Plaintiff next argues that its claims were timely filed pursuant to the "discovery rule." "The discovery rule . . . permits a plaintiff to raise a claim outside the statutory time frame upon [the] discovery of a defendant's wrongful act," Moseke, 202 F. Supp.2d at 500 n. 10. Applicability of the discovery rule is dependent, in part, on the wording of the relevant statute of limitations. With regard to Plaintiff's First Claim for Relief, the controlling provision required IFHC, as an aggrieved person, to file its complaint with HUD "not later than one year after an alleged discriminatory housing practice has occurred or terminated." 42 U.S.C. § 3610(a)(1)(A)(i). This language is not susceptible to an interpretation that permits incorporation of the discovery rule. Cf.
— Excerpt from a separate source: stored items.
//! Scraper configuration.
//!
//! Supplier definitions come from a YAML file; per-supplier scrape limits
//! come from environment variables such as `CASTORAMA_PRODUCT_LIMIT`, with a
//! `.env` file next to the YAML filling in the ones the environment lacks.

use anyhow::{Context, Result};
use config::{Config, ConfigError, Environment, File, FileFormat};
use serde::{Deserialize, Serialize};
use std::collections::{BTreeMap, HashMap};
use std::path::{Path, PathBuf};
use tracing::{debug, warn};

pub const DEFAULT_CONFIG_PATH: &str = "config/scraper_config.yaml";
pub const DEFAULT_DATA_PATH: &str = "data/materials.json";
/// Dotenv file read from the config file's directory
pub const ENV_FILE_NAME: &str = ".env";

/// Complete scraper configuration
#[derive(Debug, Clone, Serialize, Deserialize)]
pub struct ScraperConfig {
    pub suppliers: Vec<SupplierConfig>,
    #[serde(default = "default_output_path")]
    pub output_path: PathBuf,
}

/// How listing pages are fetched
#[derive(Debug, Clone, Copy, Default, Serialize, Deserialize, PartialEq, Eq)]
#[serde(rename_all = "lowercase")]
pub enum FetcherKind {
    #[default]
    Browser,
    Http,
}

/// How a supplier's category pages are found
#[derive(Debug, Clone, Copy, Default, Serialize, Deserialize, PartialEq, Eq)]
#[serde(rename_all = "lowercase")]
pub enum DiscoveryKind {
    /// Click through the site's mega-menu
    Menu,
    /// Read the links inside `menu_selector` on the home page
    Links,
    /// Use the `url` of each configured category
    #[default]
    Catalog,
}

/// One supplier website
#[derive(Debug, Clone, Serialize, Deserialize)]
pub struct SupplierConfig {
    pub name: String,
    pub base_url: String,
    #[serde(default = "default_pagination_selector")]
    pub pagination_selector: String,
    #[serde(default)]
    pub fetcher: FetcherKind,
    #[serde(default)]
    pub discovery: DiscoveryKind,
    /// Mask automation markers in `navigator` before page scripts run
    #[serde(default)]
    pub stealth: bool,
    /// Seconds to wait after navigation (anti-bot interstitials)
    #[serde(default = "default_settle_secs")]
    pub settle_secs: u64,
    /// Buttons clicked after load when present: cookie banners, location drawers
    #[serde(default)]
    pub dismiss_selectors: Vec<String>,
    /// Container holding the category links on the home page
    #[serde(default)]
    pub menu_selector: Option<String>,
    /// Leading discovered categories to drop
    #[serde(default)]
    pub skip_categories: usize,
    /// Take the first word of the name as brand when no brand element exists
    #[serde(default)]
    pub brand_from_name: bool,
    /// Read the unit from size/quantity patterns in the name
    #[serde(default)]
    pub unit_from_name: bool,
    #[serde(default)]
    pub categories: BTreeMap<String, SelectorSet>,
}

/// CSS selectors for one kind of listing page
#[derive(Debug, Clone, Serialize, Deserialize, PartialEq)]
pub struct SelectorSet {
    pub product_selector: String,
    #[serde(default)]
    pub name_selector: Option<String>,
    #[serde(default)]
    pub price_selector: Option<String>,
    /// Link inside the card; the card's own `href` is used when unset
    #[serde(default)]
    pub url_selector: Option<String>,
    #[serde(default)]
    pub brand_selector: Option<String>,
    /// Attribute holding the brand (e.g. a logo's `alt`) instead of its text
    #[serde(default)]
    pub brand_attribute: Option<String>,
    #[serde(default)]
    pub unit_selector: Option<String>,
    #[serde(default)]
    pub image_selector: Option<String>,
    /// Listing URL for categories that are not discovered from the site
    #[serde(default)]
    pub url: Option<String>,
}

impl SupplierConfig {
    /// Selector set for a discovered category key, falling back to `tiles`
    /// and then to the first configured set.
    pub fn selectors_for(&self, key: &str) -> Option<&SelectorSet> {
        self.categories
            .get(key)
            .or_else(|| self.categories.get("tiles"))
            .or_else(|| self.categories.values().next())
    }

    pub fn env_prefix(&self) -> String {
        self.name.to_uppercase().replace([' ', '-'], "_")
    }
}

/// Per-supplier scrape limits
#[derive(Debug, Clone, Copy, PartialEq, Eq)]
pub struct ScrapeLimits {
    pub category_limit: usize,
    pub page_limit: usize,
    pub product_limit: usize,
    pub primary_limit: usize,
    pub secondary_limit: usize,
    pub tertiary_limit: usize,
}

impl Default for ScrapeLimits {
    fn default() -> Self {
        Self {
            category_limit: 2,
            page_limit: 10,
            product_limit: 100,
            primary_limit: 2,
            secondary_limit: 2,
            tertiary_limit: 2,
        }
    }
}

impl ScrapeLimits {
    /// Read `<PREFIX>_CATEGORY_LIMIT`, `<PREFIX>_PAGE_LIMIT`, ... from the
    /// process environment and then from `env_file`.
    pub fn load(prefix: &str, env_file: Option<&Path>) -> Result<Self> {
        let vars = collect_vars(env_file, std::env::vars())?;
        Self::from_vars(prefix, vars)
    }

    /// Each limit is read on its own: a malformed variable keeps that
    /// limit's default and is reported by name.
    fn from_vars(prefix: &str, vars: HashMap<String, String>) -> Result<Self> {
        let source = Environment::with_prefix(prefix)
            .try_parsing(true)
            .source(Some(vars));
        let settings = Config::builder()
            .add_source(source)
            .build()
            .context("Failed to read scrape limits from environment")?;

        let mut limits = Self::default();
        for (key, slot) in [
            ("category_limit", &mut limits.category_limit),
            ("page_limit", &mut limits.page_limit),
            ("product_limit", &mut limits.product_limit),
            ("primary_limit", &mut limits.primary_limit),
            ("secondary_limit", &mut limits.secondary_limit),
            ("tertiary_limit", &mut limits.tertiary_limit),
        ] {
            match settings.get::<usize>(key) {
                Ok(value) => *slot = value,
                Err(ConfigError::NotFound(_)) => {}
                Err(e) => warn!(
                    "Ignoring {}_{}, keeping {}: {}",
                    prefix,
                    key.to_uppercase(),
                    slot,
                    e
                ),
            }
        }
        Ok(limits)
    }
}

/// Variables from `env_file` overlaid with `process`; the process wins.
fn collect_vars(
    env_file: Option<&Path>,
    process: impl IntoIterator<Item = (String, String)>,
) -> Result<HashMap<String, String>> {
    let mut vars = HashMap::new();
    if let Some(path) = env_file {
        vars.extend(read_env_file(path)?);
    }
    vars.extend(process);
    Ok(vars)
}

/// `KEY=value` pairs of a dotenv file; a missing file reads as empty
fn read_env_file(path: &Path) -> Result<Vec<(String, String)>> {
    match dotenvy::from_path_iter(path) {
        Ok(iter) => iter
            .collect::<Result<Vec<_>, _>>()
            .with_context(|| format!("Malformed env file {}", path.display())),
        Err(e) if e.not_found() => {
            debug!("No env file at {}", path.display());
            Ok(Vec::new())
        }
        Err(e) => Err(e).with_context(|| format!("Failed to read env file {}", path.display())),
    }
}

impl ScraperConfig {
    pub fn load(path: &Path) -> Result<Self> {
        debug!("Loading scraper config from {}", path.display());
        let config = Config::builder()
            .add_source(File::from(path).format(FileFormat::Yaml))
            .build()
            .with_context(|| format!("Failed to read config file {}", path.display()))?
            .try_deserialize::<Self>()
            .with_context(|| format!("Invalid config file {}", path.display()))?;
        Ok(config)
    }

    pub fn from_yaml_str(raw: &str) -> Result<Self> {
        let config = Config::builder()
            .add_source(File::from_str(raw, FileFormat::Yaml))
            .build()
            .context("Failed to parse config")?
            .try_deserialize::<Self>()
            .context("Invalid config")?;
        Ok(config)
    }

    /// Suppliers matching `selection` (`all` or a case-insensitive name).
    pub fn select(&self, selection: &str) -> Vec<&SupplierConfig> {
        self.suppliers
            .iter()
            .filter(|s| {
                selection.eq_ignore_ascii_case("all") || s.name.eq_ignore_ascii_case(selection)
            })
            .collect()
    }
}

fn default_output_path() -> PathBuf {
    PathBuf::from(DEFAULT_DATA_PATH)
}

fn default_pagination_selector() -> String {
    r#"a[aria-label="Page suivante"]"#.to_string()
}

fn default_settle_secs() -> u64 {
    10
}

#[cfg(test)]
mod tests {
    use super::*;
    use tempfile::tempdir;

    fn vars(pairs: &[(&str, &str)]) -> HashMap<String, String> {
        pairs
            .iter()
            .map(|(k, v)| (k.to_string(), v.to_string()))
            .collect()
    }

    const SAMPLE: &str = r#"
suppliers:
  - name: Castorama
    base_url: https://www.castorama.fr
    discovery: menu
    brand_from_name: true
    dismiss_selectors:
      - 'button[data-test-id="location-drawer-close-button"]'
    categories:
      tiles:
        product_selector: 'a[data-test-id="product-card"]'
        name_selector: 'p[data-test-id="product-title"]'
        price_selector: 'div[data-test-id="product-price"]'
  - name: ManoMano
    base_url: https://www.manomano.fr
    stealth: true
    discovery: links
    skip_categories: 1
    menu_selector: section.ec_tSD
    categories:
      tiles:
        product_selector: a.product-card
        brand_selector: img.brand
        brand_attribute: alt
"#;

    #[test]
    fn parses_suppliers_with_defaults() {
        let config = ScraperConfig::from_yaml_str(SAMPLE).unwrap();
        assert_eq!(config.suppliers.len(), 2);
        assert_eq!(config.output_path, PathBuf::from(DEFAULT_DATA_PATH));

        let castorama = &config.suppliers[0];
        assert_eq!(castorama.pagination_selector, r#"a[aria-label="Page suivante"]"#);
        assert_eq!(castorama.fetcher, FetcherKind::Browser);
        assert_eq!(castorama.discovery, DiscoveryKind::Menu);
        assert_eq!(castorama.settle_secs, 10);
        assert!(castorama.brand_from_name);
        assert!(!castorama.stealth);

        let manomano = &config.suppliers[1];
        assert!(manomano.stealth);
        assert_eq!(manomano.discovery, DiscoveryKind::Links);
        assert_eq!(manomano.skip_categories, 1);
        assert_eq!(manomano.menu_selector.as_deref(), Some("section.ec_tSD"));
        let tiles = manomano.selectors_for("tiles").unwrap();
        assert_eq!(tiles.brand_attribute.as_deref(), Some("alt"));
    }

    #[test]
    fn selects_suppliers_case_insensitively() {
        let config = ScraperConfig::from_yaml_str(SAMPLE).unwrap();
        assert_eq!(config.select("all").len(), 2);
        let picked = config.select("manomano");
        assert_eq!(picked.len(), 1);
        assert_eq!(picked[0].name, "ManoMano");
        assert!(config.select("leroymerlin").is_empty());
    }

    #[test]
    fn unknown_category_falls_back_to_tiles() {
        let config = ScraperConfig::from_yaml_str(SAMPLE).unwrap();
        let castorama = &config.suppliers[0];
        let set = castorama.selectors_for("salle_de_bain").unwrap();
        assert_eq!(set.product_selector, r#"a[data-test-id="product-card"]"#);
    }

    #[test]
    fn limits_read_from_prefixed_environment() {
        let vars = vars(&[
            ("CASTORAMA_PRODUCT_LIMIT", "25"),
            ("CASTORAMA_CATEGORY_LIMIT", "4"),
            ("MANOMANO_PAGE_LIMIT", "1"),
        ]);

        let limits = ScrapeLimits::from_vars("CASTORAMA", vars).unwrap();
        assert_eq!(limits.product_limit, 25);
        assert_eq!(limits.category_limit, 4);
        assert_eq!(limits.page_limit, 10);
        assert_eq!(limits.tertiary_limit, 2);
    }

    #[test]
    fn malformed_limit_keeps_only_its_own_default() {
        let vars = vars(&[
            ("CASTORAMA_PAGE_LIMIT", "abc"),
            ("CASTORAMA_PRODUCT_LIMIT", "-3"),
            ("CASTORAMA_CATEGORY_LIMIT", "4"),
            ("CASTORAMA_TERTIARY_LIMIT", "7"),
        ]);

        let limits = ScrapeLimits::from_vars("CASTORAMA", vars).unwrap();
        assert_eq!(
            limits,
            ScrapeLimits {
                category_limit: 4,
                tertiary_limit: 7,
                ..ScrapeLimits::default()
            }
        );
    }

    #[test]
    fn env_file_fills_in_what_the_process_lacks() {
        let dir = tempdir().unwrap();
        let path = dir.path().join(".env");
        std::fs::write(
            &path,
            "# per-supplier limits\nMANOMANO_PAGE_LIMIT=3\nMANOMANO_PRODUCT_LIMIT=40\n",
        )
        .unwrap();

        let process = vec![("MANOMANO_PRODUCT_LIMIT".to_string(), "5".to_string())];
        let merged = collect_vars(Some(&path), process).unwrap();
        let limits = ScrapeLimits::from_vars("MANOMANO", merged).unwrap();
        assert_eq!(limits.page_limit, 3);
        assert_eq!(limits.product_limit, 5);
    }

    #[test]
    fn missing_env_file_reads_as_empty() {
        let dir = tempdir().unwrap();
        let merged = collect_vars(Some(&dir.path().join(".env")), Vec::new()).unwrap();
        assert!(merged.is_empty());
    }

    #[test]
    fn env_prefix_is_upper_snake() {
        let config = ScraperConfig::from_yaml_str(SAMPLE).unwrap();
        assert_eq!(config.suppliers[1].env_prefix(), "MANOMANO");
    }
}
Moseke, 202 F. Supp.2d at 509. Therefore, the discovery rule does not apply to Plaintiff's First Claim for Relief, and because IFHC did not file its administrative complaint pursuant to 42 U.S.C. § 3610(a) until March 24, 1999, more than one year after completion of the Creekside complex on August 5, 1996, the First Claim for Relief is untimely and barred by the statute of limitations. See Moseke, 202 F. Supp.2d at 510. Thus, the Court will grant summary judgment in favor of Defendants on this claim.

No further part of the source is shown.